8. Métastase

Mi madre entró al café con la elegancia que la caracterizaba. Avanzamos juntos hasta la mesa donde un grupo de señoras la saludaban desde lejos.

–Hola, chicas.–saludó a sus amigas cálida pero tímidamente.
–¿Y cuándo llegaste?–preguntó una señora dibujando una torcida pero sincera sonrisa en su rostro.
–Ayer. Quería quedarme en casa pero Antoine insistió en que saliéramos. Fabián no pudo venir. Tú sabes, por el trabajo.
–Claro… Ay, Valerie, qué guapo se ha puesto tu hijo. No se parece en nada a su padre.–dijo maliciosamente una señora de mirada dura y facciones delicadas. A penas me conocía y ya me estaba halagando. Me cayó bien la tía.

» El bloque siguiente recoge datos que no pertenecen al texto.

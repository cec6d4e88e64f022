use anyhow::{Context, Result};
use clap::{Parser, ValueEnum};
use result_combiner::config::combiner_config::{Config, ExistingResultAction};
use result_combiner::confirm::TerminalConfirm;
use result_combiner::run;
use std::path::PathBuf;
use tracing::{debug, info};
use tracing_subscriber::EnvFilter;

/// Merges per-worker result files, zipped or plain, into one labeled file.
#[derive(Parser, Debug)]
#[command(version, about, long_about = None)]
struct Args {
    /// YAML settings file; flags given here take precedence over it.
    #[arg(short, long)]
    config: Option<PathBuf>,

    /// Directory where the result file will be.
    #[arg(short, long)]
    workdir: Option<PathBuf>,

    /// Directory under which the data files are.
    #[arg(short, long)]
    targetdir: Option<PathBuf>,

    /// Name of the staging directory under the working directory.
    #[arg(short = 'i', long)]
    tmpdir: Option<String>,

    /// Name of the result file under the working directory.
    #[arg(short, long)]
    resultfile: Option<String>,

    /// Add each result file name to every line of the combined file.
    #[arg(short = 'n', long)]
    include_file_names: Option<bool>,

    /// Answer every question with yes instead of asking.
    #[arg(short = 'y', long)]
    yes: bool,

    #[arg(long, value_enum)]
    on_existing_result: Option<OnExistingResult>,

    #[arg(long)]
    comment_marker: Option<String>,

    /// Keep the completion line of an earlier run when appending.
    #[arg(long)]
    keep_previous_sentinel: bool,
}

#[derive(Copy, Clone, Debug, ValueEnum)]
enum OnExistingResult {
    Delete,
    Append,
}

impl From<OnExistingResult> for ExistingResultAction {
    fn from(value: OnExistingResult) -> Self {
        match value {
            OnExistingResult::Delete => ExistingResultAction::Delete,
            OnExistingResult::Append => ExistingResultAction::Append,
        }
    }
}

impl Args {
    fn into_config(self) -> Result<Config> {
        let mut config = match &self.config {
            Some(path) => Config::read_from_file(path)
                .with_context(|| format!("Failed to load settings from {path:?}"))?,
            None => Config::new("./", "./targetdir/"),
        };

        if let Some(workdir) = self.workdir {
            config.work_dir = workdir;
        }
        if let Some(targetdir) = self.targetdir {
            config.target_dir = targetdir;
        }
        if let Some(tmpdir) = self.tmpdir {
            config.tmp_dir_name = tmpdir;
        }
        if let Some(resultfile) = self.resultfile {
            config.result_file_name = resultfile;
        }
        if let Some(include_file_names) = self.include_file_names {
            config.include_file_names = include_file_names;
        }
        if let Some(comment_marker) = self.comment_marker {
            config.comment_marker = comment_marker;
        }
        if let Some(action) = self.on_existing_result {
            config.on_existing_result = Some(action.into());
        }
        config.auto_confirm |= self.yes;
        config.keep_previous_sentinel |= self.keep_previous_sentinel;

        Ok(config.normalized()?)
    }
}

fn main() -> Result<()> {
    tracing_subscriber::fmt()
        .with_env_filter(
            EnvFilter::try_from_default_env().unwrap_or_else(|_| EnvFilter::new("info")),
        )
        .with_writer(std::io::stderr)
        .init();

    let config = Args::parse().into_config()?;
    let summary = run(&config, &mut TerminalConfirm::stdio())?;

    for merged_file in &summary.merged_files {
        debug!(
            "{} {}: {} lines",
            merged_file.provenance_id, merged_file.file_name, merged_file.lines_written
        );
    }
    info!("Done, result written to {:?}", summary.result_file);

    Ok(())
}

Al saludar a las juveniles señoras como todo un infante educado me di cuenta de un par de miradas provenientes del otro extremo del café.

–¿Son tus amigos los de esa mesa?–preguntó mi madre al ver que me había fijado en otro punto del café con una sonrisa algo avergonzada.
–Eso creo…
–Vamos a saludarlos, hace tiempo que no los veo. Ya regreso, chicas.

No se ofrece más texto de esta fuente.